Quote Unquote: Conventional Wisdom From Hawai‘i Convention Center’s Teri Orton

After working for 17 years as an executive in the hospitality industry, Teri Orton was named general manager of the Hawai‘i Convention Center in late 2013. She oversees about 80 employees and 1.1 million square feet of convention space.
Did you know? Walking the facility can take as long as two hours.
Photo: David Croxford

THIS IS a really big facility. We have 47 meeting rooms, two theaters, a little over 60,000 square feet of ballroom space and 204,000 square feet of exhibition space. It looks big from the outside, but when you get in, it’s even bigger.


WE HAVE the largest kitchen in the state, or so I’ve been told. It takes up almost half of our third floor. We just prepped 6,000 bentos the other day. I’ve never seen so much rice.


MOST OF THE TIME, unless we have a buyout of the whole building, we can have two or three different things taking place here at any given time—as long as there aren’t conflicts. We probably wouldn’t book the Jehovah’s Witnesses with the sake festival.


OUR PRIMARY PURPOSE is to feed business to the state of Hawai‘i to create more tax revenues. The more business we bring to the state and push to the hotels, the more hotel room tax is generated. If we have to comp the meeting space here just to get the group to decide to come to Hawai‘i, we will. Then we just try to cover what expenses we can through food and beverage sales. We’re not a for-profit organization, so to speak.


The Hawai‘i Convention Center cost $200 million to build, and opened in 1998.
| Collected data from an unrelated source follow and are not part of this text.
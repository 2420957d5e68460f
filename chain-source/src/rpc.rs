//! JSON-RPC chain client
//!
//! Speaks either the `cfx_*` or the `eth_*` method family over HTTP. Every
//! epoch argument is a hex quantity; addresses are sent in lower-case hex.

use crate::abi::{decode_hex, to_hex};
use crate::client::{ChainClient, ChainHead, LogFilter, RawLog};
use crate::config::{ChainConfig, RpcDialect};
use crate::{ContractCall, Error, Result};
use async_trait::async_trait;
use ledger_core::{Address, Epoch};
use serde::Deserialize;
use serde_json::{json, Value};
use std::sync::atomic::{AtomicU64, Ordering};
use tracing::trace;

#[derive(Debug, Deserialize)]
struct RpcResponse {
    #[serde(default)]
    result: Option<Value>,
    #[serde(default)]
    error: Option<RpcErrorObject>,
}

#[derive(Debug, Deserialize)]
struct RpcErrorObject {
    code: i64,
    message: String,
}

#[derive(Debug, Deserialize)]
#[serde(rename_all = "camelCase")]
struct RpcLog {
    address: String,
    topics: Vec<String>,
    data: String,
    #[serde(default)]
    epoch_number: Option<String>,
    #[serde(default)]
    block_number: Option<String>,
    #[serde(default)]
    transaction_hash: Option<String>,
}

fn quantity(value: u64) -> String {
    format!("0x{:x}", value)
}

fn parse_quantity(value: &Value, what: &str) -> Result<u64> {
    let text = value
        .as_str()
        .ok_or_else(|| Error::Decode(format!("{}: expected hex quantity, got {}", what, value)))?;
    let digits = text.strip_prefix("0x").unwrap_or(text);
    u64::from_str_radix(digits, 16)
        .map_err(|e| Error::Decode(format!("{}: bad quantity '{}': {}", what, text, e)))
}

/// HTTP JSON-RPC client
#[derive(Debug)]
pub struct JsonRpcClient {
    http: reqwest::Client,
    endpoint: String,
    dialect: RpcDialect,
    next_id: AtomicU64,
}

impl JsonRpcClient {
    /// Build a client from configuration
    pub fn new(config: &ChainConfig) -> Result<Self> {
        let http = reqwest::Client::builder()
            .timeout(config.request_timeout())
            .build()
            .map_err(|e| Error::Config(format!("HTTP client: {}", e)))?;

        Ok(Self {
            http,
            endpoint: config.rpc_url.clone(),
            dialect: config.dialect,
            next_id: AtomicU64::new(1),
        })
    }

    /// Method family in use
    pub fn dialect(&self) -> RpcDialect {
        self.dialect
    }

    async fn request(&self, method: &str, params: Value) -> Result<Value> {
        let id = self.next_id.fetch_add(1, Ordering::Relaxed);
        let payload = json!({
            "jsonrpc": "2.0",
            "id": id,
            "method": method,
            "params": params,
        });
        trace!(method, id, "JSON-RPC request");

        let response = self.http.post(&self.endpoint).json(&payload).send().await?;
        let status = response.status();
        if !status.is_success() {
            return Err(Error::Transport(format!("{} returned HTTP {}", method, status)));
        }

        let body: RpcResponse = response.json().await?;
        if let Some(error) = body.error {
            return Err(Error::Rpc {
                code: error.code,
                message: error.message,
            });
        }
        Ok(body.result.unwrap_or(Value::Null))
    }

    fn method(&self, conflux: &'static str, ethereum: &'static str) -> &'static str {
        match self.dialect {
            RpcDialect::Conflux => conflux,
            RpcDialect::Ethereum => ethereum,
        }
    }

    fn log_filter(&self, filter: &LogFilter) -> Value {
        let addresses: Vec<&str> = filter.addresses.iter().map(Address::as_str).collect();
        let mut object = match self.dialect {
            RpcDialect::Conflux => json!({
                "fromEpoch": quantity(filter.from_epoch),
                "toEpoch": quantity(filter.to_epoch),
                "address": addresses,
            }),
            RpcDialect::Ethereum => json!({
                "fromBlock": quantity(filter.from_epoch),
                "toBlock": quantity(filter.to_epoch),
                "address": addresses,
            }),
        };
        if let Some(topics) = &filter.topics {
            object["topics"] = json!([topics]);
        }
        object
    }
}

#[async_trait]
impl ChainHead for JsonRpcClient {
    async fn current_epoch(&self) -> Result<Epoch> {
        let result = match self.dialect {
            RpcDialect::Conflux => self.request("cfx_epochNumber", json!(["latest_state"])).await?,
            RpcDialect::Ethereum => self.request("eth_blockNumber", json!([])).await?,
        };
        parse_quantity(&result, "current epoch")
    }
}

#[async_trait]
impl ChainClient for JsonRpcClient {
    async fn call(&self, contract: &Address, call: &ContractCall, epoch: Epoch) -> Result<Vec<u8>> {
        let request = json!({
            "to": contract.as_str(),
            "data": to_hex(&call.encode()),
        });
        let method = self.method("cfx_call", "eth_call");
        let result = self.request(method, json!([request, quantity(epoch)])).await?;
        let data = result
            .as_str()
            .ok_or_else(|| Error::Decode(format!("{}: expected hex data, got {}", call.name(), result)))?;
        decode_hex(data)
    }

    async fn get_logs(&self, filter: &LogFilter) -> Result<Vec<RawLog>> {
        let method = self.method("cfx_getLogs", "eth_getLogs");
        let result = self.request(method, json!([self.log_filter(filter)])).await?;
        let logs: Vec<RpcLog> = serde_json::from_value(result)?;

        logs.into_iter()
            .map(|log| {
                let epoch = match log.epoch_number.or(log.block_number) {
                    Some(raw) => Some(parse_quantity(&Value::String(raw), "log epoch")?),
                    None => None,
                };
                Ok(RawLog {
                    address: Address::parse(&log.address)?,
                    topics: log.topics,
                    data: log.data,
                    epoch,
                    transaction_hash: log.transaction_hash,
                })
            })
            .collect()
    }

    async fn next_nonce(&self, account: &Address, epoch: Epoch) -> Result<u64> {
        let method = self.method("cfx_getNextNonce", "eth_getTransactionCount");
        let result = self
            .request(method, json!([account.as_str(), quantity(epoch)]))
            .await?;
        parse_quantity(&result, "next nonce")
    }

    async fn transaction_epoch(&self, tx_hash: &str) -> Result<Epoch> {
        let method = self.method("cfx_getTransactionByHash", "eth_getTransactionByHash");
        let tx = self.request(method, json!([tx_hash])).await?;
        if tx.is_null() {
            return Err(Error::Decode(format!("transaction {} not found", tx_hash)));
        }

        match self.dialect {
            RpcDialect::Ethereum => {
                let block = tx
                    .get("blockNumber")
                    .filter(|v| !v.is_null())
                    .ok_or_else(|| Error::Decode(format!("transaction {} is pending", tx_hash)))?;
                parse_quantity(block, "transaction block")
            }
            RpcDialect::Conflux => {
                let block_hash = tx
                    .get("blockHash")
                    .and_then(Value::as_str)
                    .ok_or_else(|| Error::Decode(format!("transaction {} is not packed", tx_hash)))?;
                let block = self
                    .request("cfx_getBlockByHash", json!([block_hash, false]))
                    .await?;
                let epoch = block
                    .get("epochNumber")
                    .filter(|v| !v.is_null())
                    .ok_or_else(|| {
                        Error::Decode(format!("block {} has no epoch yet", block_hash))
                    })?;
                parse_quantity(epoch, "block epoch")
            }
        }
    }
}

#[cfg(test)]
mod tests {
    use super::*;
    use crate::abi::encode_u64;
    use wiremock::matchers::{body_partial_json, method};
    use wiremock::{Mock, MockServer, ResponseTemplate};

    fn client(server: &MockServer, dialect: RpcDialect) -> JsonRpcClient {
        JsonRpcClient::new(&ChainConfig {
            rpc_url: server.uri(),
            dialect,
            ..Default::default()
        })
        .unwrap()
    }

    fn reply(result: Value) -> ResponseTemplate {
        ResponseTemplate::new(200).set_body_json(json!({"jsonrpc": "2.0", "id": 1, "result": result}))
    }

    #[tokio::test]
    async fn test_conflux_epoch_number() {
        let server = MockServer::start().await;
        Mock::given(method("POST"))
            .and(body_partial_json(json!({"method": "cfx_epochNumber", "params": ["latest_state"]})))
            .respond_with(reply(json!("0x1f4")))
            .mount(&server)
            .await;

        let epoch = client(&server, RpcDialect::Conflux).current_epoch().await.unwrap();
        assert_eq!(epoch, 500);
    }

    #[tokio::test]
    async fn test_eth_call_pins_epoch() {
        let server = MockServer::start().await;
        let contract = Address::parse("0x1111111111111111111111111111111111111111").unwrap();
        Mock::given(method("POST"))
            .and(body_partial_json(json!({
                "method": "eth_call",
                "params": [{"to": contract.as_str(), "data": "0x18160ddd"}, "0x65"]
            })))
            .respond_with(reply(json!(to_hex(&encode_u64(42)))))
            .mount(&server)
            .await;

        let data = client(&server, RpcDialect::Ethereum)
            .call(&contract, &ContractCall::TotalSupply, 101)
            .await
            .unwrap();
        assert_eq!(crate::abi::decode_u64(&data).unwrap(), 42);
    }

    #[tokio::test]
    async fn test_get_logs_parses_entries() {
        let server = MockServer::start().await;
        Mock::given(method("POST"))
            .and(body_partial_json(json!({
                "method": "cfx_getLogs",
                "params": [{"fromEpoch": "0xa", "toEpoch": "0xb"}]
            })))
            .respond_with(reply(json!([{
                "address": "0x1111111111111111111111111111111111111111",
                "topics": [crate::events::TRANSFER_TOPIC],
                "data": "0x",
                "epochNumber": "0xa",
                "transactionHash": "0xfeed"
            }])))
            .mount(&server)
            .await;

        let contract = Address::parse("0x1111111111111111111111111111111111111111").unwrap();
        let logs = client(&server, RpcDialect::Conflux)
            .get_logs(&LogFilter::new(10, 11, vec![contract.clone()]))
            .await
            .unwrap();

        assert_eq!(logs.len(), 1);
        assert_eq!(logs[0].address, contract);
        assert_eq!(logs[0].epoch, Some(10));
        assert_eq!(logs[0].transaction_hash.as_deref(), Some("0xfeed"));
    }

    #[tokio::test]
    async fn test_rpc_error_object() {
        let server = MockServer::start().await;
        Mock::given(method("POST"))
            .respond_with(ResponseTemplate::new(200).set_body_json(json!({
                "jsonrpc": "2.0",
                "id": 1,
                "error": {"code": -32016, "message": "epoch not executed"}
            })))
            .mount(&server)
            .await;

        let err = client(&server, RpcDialect::Conflux).current_epoch().await.unwrap_err();
        assert!(matches!(err, Error::Rpc { code: -32016, .. }));
        assert!(err.is_transport());
    }

    #[tokio::test]
    async fn test_http_failure_is_transport() {
        let server = MockServer::start().await;
        Mock::given(method("POST"))
            .respond_with(ResponseTemplate::new(503))
            .mount(&server)
            .await;

        let err = client(&server, RpcDialect::Ethereum).current_epoch().await.unwrap_err();
        assert!(matches!(err, Error::Transport(_)));
    }

    #[tokio::test]
    async fn test_conflux_transaction_epoch() {
        let server = MockServer::start().await;
        Mock::given(method("POST"))
            .and(body_partial_json(json!({"method": "cfx_getTransactionByHash"})))
            .respond_with(reply(json!({"hash": "0xabc", "blockHash": "0xb10c"})))
            .mount(&server)
            .await;
        Mock::given(method("POST"))
            .and(body_partial_json(json!({"method": "cfx_getBlockByHash", "params": ["0xb10c", false]})))
            .respond_with(reply(json!({"hash": "0xb10c", "epochNumber": "0x2a"})))
            .mount(&server)
            .await;

        let epoch = client(&server, RpcDialect::Conflux)
            .transaction_epoch("0xabc")
            .await
            .unwrap();
        assert_eq!(epoch, 42);
    }
}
THE UNIVERSAL SHOWQUEEN PAGEANT (a drag show) is held here annually. I got the biggest kick out of what was going on behind the scenes. It was chaotic. People were screaming at each other. There was hair and makeup and wigs and heels and dresses! It was hilarious. And as soon as they hit the stage, it’s like, they’ve got it all together. You would never know what went on backstage.


WE HAVE bird issues. They perch in the latticework outside and poop on the windows. We’ve tried several different solutions. We tried putting this hot wire out there on a track, and when the birds stepped on it, it kind of shocked them. That didn’t work. After they knew it shocked them, they just sat beside it. They’re very smart birds.


WE TRIED netting, but at first it was the bigger netting, and the smaller birds went right through. Now we’re down to really small netting. It actually works.


ON OUR ROOFTOP we have a Hawaiian indigenous garden. It’s about half an acre, with very large trees. They’re probably 25- or 30-foot trees. The root system has broken through several layers of waterproof membrane, and every time it rains it leaks. I wasn’t here when they put that in. But I gotta deal with it now. It’s a nightmare.


IN THE back of the house, most employees get around on three-wheeled bikes. When I first started here, I opted not to take a bike. I thought I’ll walk for exercise. Then I found that to walk the whole facility can take anywhere from an hour-and-a-half to two hours, if I’m stopping at certain locations to kind of check on things. So I was like, get me a bike! Now, on the bike, I can zip around the whole building in 45 minutes.


I’VE PLOWED into other people’s bikes as I’ve approached their office. I’m like, Darn it! They’re like, Teri’s here.